*** Opening Supplied data ***
//! gzip-compressed tar extraction into a snapshot (`tar -C <dest> -xzf`).

use codebox_core::path_validation::{join_container_path, parent};
use flate2::read::GzDecoder;
use serde::Serialize;
use sha2::{Digest, Sha256};
use tar::EntryType;

use crate::error::ProvisionError;
use crate::snapshot::{NodeKind, Snapshot};

/// Counts of what an extraction produced.
#[derive(Debug, Clone, Copy, Default, PartialEq, Eq, Serialize)]
pub struct ExtractSummary {
    pub files: usize,
    pub dirs: usize,
    pub symlinks: usize,
    pub skipped: usize,
}

fn extraction_error(destination: &str, reason: impl Into<String>) -> ProvisionError {
    ProvisionError::Extraction {
        destination: destination.to_string(),
        reason: reason.into(),
    }
}

/// Extract `archive` beneath `destination` as `uid:gid`.
///
/// Entries keep their mode bits and are owned by the extracting identity.
/// Leading `/` is stripped from member names; any member resolving outside
/// `destination` fails the whole extraction.
pub fn extract_tar_gz(
    snapshot: &mut Snapshot,
    archive: &[u8],
    destination: &str,
    uid: u32,
    gid: u32,
) -> Result<ExtractSummary, ProvisionError> {
    if !snapshot.is_dir(destination) {
        return Err(extraction_error(destination, "Cannot open: No such file or directory"));
    }
    let writable = snapshot.can_traverse(uid, gid, destination)?
        && snapshot.can_write(uid, gid, destination)?;
    if !writable {
        return Err(extraction_error(destination, "Cannot open: Permission denied"));
    }

    let mut tar = tar::Archive::new(GzDecoder::new(archive));
    let entries = tar
        .entries()
        .map_err(|e| extraction_error(destination, format!("not a gzip tar archive: {}", e)))?;

    let mut summary = ExtractSummary::default();
    for entry in entries {
        let mut entry =
            entry.map_err(|e| extraction_error(destination, format!("corrupt archive: {}", e)))?;
        let member = entry
            .path()
            .map_err(|e| extraction_error(destination, format!("bad member name: {}", e)))?
            .to_string_lossy()
            .into_owned();
        let relative = member.trim_start_matches('/');
        if relative.is_empty() || relative == "." || relative == "./" {
            continue;
        }
        let target = join_container_path(destination, relative).map_err(|e| {
            extraction_error(destination, format!("member '{}' rejected: {}", member, e.reason()))
        })?;

        let header = entry.header();
        let mode = header.mode().unwrap_or(0o644) & 0o7777;
        let entry_type = header.entry_type();

        if let Some(dir) = parent(&target) {
            snapshot.mkdir_p(dir, uid, gid, 0o755)?;
        }
        match entry_type {
            EntryType::Directory => {
                snapshot.mkdir_p(&target, uid, gid, mode)?;
                summary.dirs += 1;
            }
            EntryType::Regular | EntryType::Continuous => {
                let mut hasher = Sha256::new();
                let size = std::io::copy(&mut entry, &mut hasher).map_err(|e| {
                    extraction_error(destination, format!("{}: read error: {}", member, e))
                })?;
                snapshot.put_file(&target, hex::encode(hasher.finalize()), size, uid, gid, mode)?;
                summary.files += 1;
            }
            EntryType::Symlink => {
                let link = entry
                    .link_name()
                    .map_err(|e| extraction_error(destination, e.to_string()))?
                    .ok_or_else(|| extraction_error(destination, format!("{}: symlink without target", member)))?;
                snapshot.symlink(&target, &link.to_string_lossy(), uid, gid)?;
                summary.symlinks += 1;
            }
            EntryType::Link => {
                let link = entry
                    .link_name()
                    .map_err(|e| extraction_error(destination, e.to_string()))?
                    .ok_or_else(|| extraction_error(destination, format!("{}: hard link without target", member)))?;
                let source = join_container_path(destination, link.to_string_lossy().trim_start_matches('/'))
                    .map_err(|e| extraction_error(destination, format!("link '{}' rejected: {}", member, e.reason())))?;
                let (sha256, size) = match snapshot.node(&source).map(|n| &n.kind) {
                    Some(NodeKind::File { sha256, size }) => (sha256.clone(), *size),
                    _ => {
                        return Err(extraction_error(
                            destination,
                            format!("{}: Cannot hard link to '{}'", member, source),
                        ))
                    }
                };
                snapshot.put_file(&target, sha256, size, uid, gid, mode)?;
                summary.files += 1;
            }
            other => {
                tracing::debug!(member = %member, kind = ?other, "Skipping special archive member");
                summary.skipped += 1;
            }
        }
    }
    Ok(summary)
}

#[cfg(test)]
pub(crate) mod tests {
    use super::*;
    use flate2::write::GzEncoder;
    use flate2::Compression;

    /// Build a `.tar.gz` in memory. Paths ending in `/` become directories;
    /// `(path, target)` pairs in `links` become symlinks.
    pub(crate) fn tar_gz(files: &[(&str, &[u8], u32)], links: &[(&str, &str)]) -> Vec<u8> {
        let mut builder = tar::Builder::new(GzEncoder::new(Vec::new(), Compression::default()));
        for (path, data, mode) in files {
            let mut header = tar::Header::new_gnu();
            if path.ends_with('/') {
                header.set_entry_type(EntryType::Directory);
                header.set_size(0);
            } else {
                header.set_size(data.len() as u64);
            }
            header.set_mode(*mode);
            header.set_mtime(0);
            builder.append_data(&mut header, path, *data).unwrap();
        }
        for (path, target) in links {
            let mut header = tar::Header::new_gnu();
            header.set_entry_type(EntryType::Symlink);
            header.set_size(0);
            header.set_mode(0o777);
            builder.append_link(&mut header, path, target).unwrap();
        }
        builder.into_inner().unwrap().finish().unwrap()
    }

    /// Minimal Go distribution layout.
    pub(crate) fn go_archive() -> Vec<u8> {
        tar_gz(
            &[
                ("go/", &[][..], 0o755),
                ("go/VERSION", &b"go1.18.10"[..], 0o644),
                ("go/bin/", &[][..], 0o755),
                ("go/bin/go", &b"\x7fELF go"[..], 0o755),
                ("go/bin/gofmt", &b"\x7fELF gofmt"[..], 0o755),
                ("go/src/fmt/print.go", &b"package fmt"[..], 0o644),
            ],
            &[],
        )
    }

    fn dest_snapshot() -> Snapshot {
        let mut snap = Snapshot::empty();
        snap.mkdir_p("/usr/local", 0, 0, 0o755).unwrap();
        snap
    }

    #[test]
    fn test_extract_go_layout() {
        let mut snap = dest_snapshot();
        let summary = extract_tar_gz(&mut snap, &go_archive(), "/usr/local", 0, 0).unwrap();

        assert_eq!(summary.files, 4);
        assert_eq!(summary.dirs, 2);
        assert!(snap.is_dir("/usr/local/go/bin"));
        assert!(snap.is_dir("/usr/local/go/src/fmt"));
        assert!(snap.is_executable_by(1000, 1000, "/usr/local/go/bin/go"));
        match &snap.node("/usr/local/go/VERSION").unwrap().kind {
            NodeKind::File { sha256, size } => {
                assert_eq!(*size, 9);
                assert_eq!(sha256, &hex::encode(Sha256::digest(b"go1.18.10")));
            }
            other => panic!("unexpected node {other:?}"),
        }
    }

    #[test]
    fn test_symlink_member() {
        let mut snap = dest_snapshot();
        let archive = tar_gz(&[("go/bin/go", &b"go"[..], 0o755)], &[("go/bin/go1.18", "go")]);
        let summary = extract_tar_gz(&mut snap, &archive, "/usr/local", 0, 0).unwrap();
        assert_eq!(summary.symlinks, 1);
        assert_eq!(snap.resolve("/usr/local/go/bin/go1.18").unwrap(), "/usr/local/go/bin/go");
    }

    #[test]
    fn test_corrupt_archive() {
        let mut snap = dest_snapshot();
        let err = extract_tar_gz(&mut snap, b"definitely not gzip", "/usr/local", 0, 0).unwrap_err();
        assert!(matches!(err, ProvisionError::Extraction { .. }));
    }

    #[test]
    fn test_missing_or_unwritable_destination() {
        let mut snap = dest_snapshot();
        let err = extract_tar_gz(&mut snap, &go_archive(), "/opt/missing", 0, 0).unwrap_err();
        assert!(err.to_string().contains("No such file or directory"));

        let err = extract_tar_gz(&mut snap, &go_archive(), "/usr/local", 1000, 1000).unwrap_err();
        assert!(err.to_string().contains("Permission denied"));
    }

    /// Single-member archive with a raw name; `append_data` refuses
    /// absolute and `..` names.
    fn raw_member(name: &[u8]) -> Vec<u8> {
        let mut builder = tar::Builder::new(GzEncoder::new(Vec::new(), Compression::default()));
        let mut header = tar::Header::new_gnu();
        header.set_size(2);
        header.set_mode(0o644);
        header.as_gnu_mut().unwrap().name[..name.len()].copy_from_slice(name);
        header.set_cksum();
        builder.append(&header, &b"hi"[..]).unwrap();
        builder.into_inner().unwrap().finish().unwrap()
    }

    #[test]
    fn test_parent_member_rejected() {
        let mut snap = dest_snapshot();
        let err = extract_tar_gz(&mut snap, &raw_member(b"../../etc/passwd"), "/usr/local", 0, 0)
            .unwrap_err();
        assert!(err.to_string().contains("member '../../etc/passwd' rejected"));
        assert!(!snap.exists("/etc/passwd"));
    }

    #[test]
    fn test_absolute_member_is_relative_to_destination() {
        let mut snap = dest_snapshot();
        extract_tar_gz(&mut snap, &raw_member(b"/etc/x"), "/usr/local", 0, 0).unwrap();
        assert!(snap.exists("/usr/local/etc/x"));
        assert!(!snap.exists("/etc/x"));
    }
}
*** Closing Supplied data ***
Print the records above verbatim from their first line to the line containing "member resolving outside", both included, and stop there.

//! gzip-compressed tar extraction into a snapshot (`tar -C <dest> -xzf`).

use codebox_core::path_validation::{join_container_path, parent};
use flate2::read::GzDecoder;
use serde::Serialize;
use sha2::{Digest, Sha256};
use tar::EntryType;

use crate::error::ProvisionError;
use crate::snapshot::{NodeKind, Snapshot};

/// Counts of what an extraction produced.
#[derive(Debug, Clone, Copy, Default, PartialEq, Eq, Serialize)]
pub struct ExtractSummary {
    pub files: usize,
    pub dirs: usize,
    pub symlinks: usize,
    pub skipped: usize,
}

fn extraction_error(destination: &str, reason: impl Into<String>) -> ProvisionError {
    ProvisionError::Extraction {
        destination: destination.to_string(),
        reason: reason.into(),
    }
}

/// Extract `archive` beneath `destination` as `uid:gid`.
///
/// Entries keep their mode bits and are owned by the extracting identity.
/// Leading `/` is stripped from member names; any member resolving outside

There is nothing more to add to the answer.